My fifth point is that we have in AECL, a world leader, a company which has led the nuclear revolution not only in power but in medical isotopes and other areas. It deals with an evolving technology which has a tremendous future. Someone somewhere in the world, some industrial group is going to be developing the next generation of nuclear plants and the question is why should Canada, pioneers in this area, leaders for half a century, not be that somebody? Why should we leave it to France or to General Electric if we are going to be having a nuclear future in any event?
This brings me to the sixth point which is national interest. We have had interesting debate recently on a Canadian owned company, MDA, which developed RADARSAT and the Canadarm, as to what our national interest is in high tech companies. The government has said, and I credit it with this, that for things like space technology, this is in the national interest. I would argue that AECL is in the same vein. It is in our national interest to give this technology the resources and the support to take us to the next level and to take that technology to the world to see it not only in terms of contributing to the climate change debate but to wealth creation.

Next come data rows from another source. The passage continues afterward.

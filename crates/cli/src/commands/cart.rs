//! Cart commands.
//!
//! The cart is persisted as JSON under the state directory so a shopping
//! session spans invocations. Size validation against the catalog happens
//! here, before the cart is touched - the cart itself accepts any size.

use std::fs;
use std::path::{Path, PathBuf};

use afroman_cart::Cart;
use afroman_core::MerchItemId;

use super::CliError;

const CART_FILE: &str = "cart.json";

fn cart_path(state_dir: &Path) -> PathBuf {
    state_dir.join(CART_FILE)
}

fn load_cart(state_dir: &Path) -> Result<Cart, CliError> {
    let path = cart_path(state_dir);
    if path.exists() {
        Ok(serde_json::from_str(&fs::read_to_string(path)?)?)
    } else {
        Ok(Cart::new())
    }
}

fn save_cart(state_dir: &Path, cart: &Cart) -> Result<(), CliError> {
    fs::create_dir_all(state_dir)?;
    fs::write(cart_path(state_dir), serde_json::to_string_pretty(cart)?)?;
    Ok(())
}

/// Resolve an item ID against the catalog and check the size is offered.
fn resolve(item: &str, size: &str) -> Result<&'static afroman_core::MerchItem, CliError> {
    let id = MerchItemId::new(item);
    let item = afroman_catalog::merch_by_id(&id)
        .ok_or_else(|| CliError::UnknownItem(id.to_string()))?;
    if !item.offers_size(size) {
        return Err(CliError::SizeNotOffered {
            item: item.id.to_string(),
            size: size.to_owned(),
        });
    }
    Ok(item)
}

#[allow(clippy::print_stdout)]
pub fn add(state_dir: &Path, item: &str, size: &str) -> Result<(), CliError> {
    let merch = resolve(item, size)?;
    let mut cart = load_cart(state_dir)?;
    cart.add(merch.clone(), size);
    save_cart(state_dir, &cart)?;
    println!("added {} ({size}) - {} items in cart", merch.name, cart.total_items());
    Ok(())
}

#[allow(clippy::print_stdout)]
pub fn remove(state_dir: &Path, item: &str, size: &str) -> Result<(), CliError> {
    let mut cart = load_cart(state_dir)?;
    cart.remove(&MerchItemId::new(item), size);
    save_cart(state_dir, &cart)?;
    println!("removed {item} ({size})");
    Ok(())
}

#[allow(clippy::print_stdout)]
pub fn set_quantity(state_dir: &Path, item: &str, size: &str, quantity: u32) -> Result<(), CliError> {
    let mut cart = load_cart(state_dir)?;
    cart.set_quantity(&MerchItemId::new(item), size, quantity);
    save_cart(state_dir, &cart)?;
    println!("{item} ({size}) set to {quantity}");
    Ok(())
}

#[allow(clippy::print_stdout)]
pub fn clear(state_dir: &Path) -> Result<(), CliError> {
    let mut cart = load_cart(state_dir)?;
    cart.clear();
    save_cart(state_dir, &cart)?;
    println!("cart cleared");
    Ok(())
}

#[allow(clippy::print_stdout)]
pub fn show(state_dir: &Path) -> Result<(), CliError> {
    let cart = load_cart(state_dir)?;

    if cart.is_empty() {
        println!("cart is empty");
        return Ok(());
    }

    for line in cart.lines() {
        println!(
            "{} ({}) x{} - ${:.2}",
            line.item.name,
            line.size,
            line.quantity,
            line.subtotal()
        );
    }
    println!("total: ${:.2} ({} items)", cart.total_price(), cart.total_items());
    Ok(())
}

Finally, by passing Bill C-5, clearly we are anticipating a long life ahead for nuclear power in Canada, otherwise we would not have this bill. This might as well be a future where Canada is a leader. As the member for York Centre used to put it in his former life as a hockey player with the Montreal Canadiens as they got ready to play a game but they were feeling a little discouraged, “Well, since we have to play the game anyway, we might as well win it”. I think the same is true of nuclear power.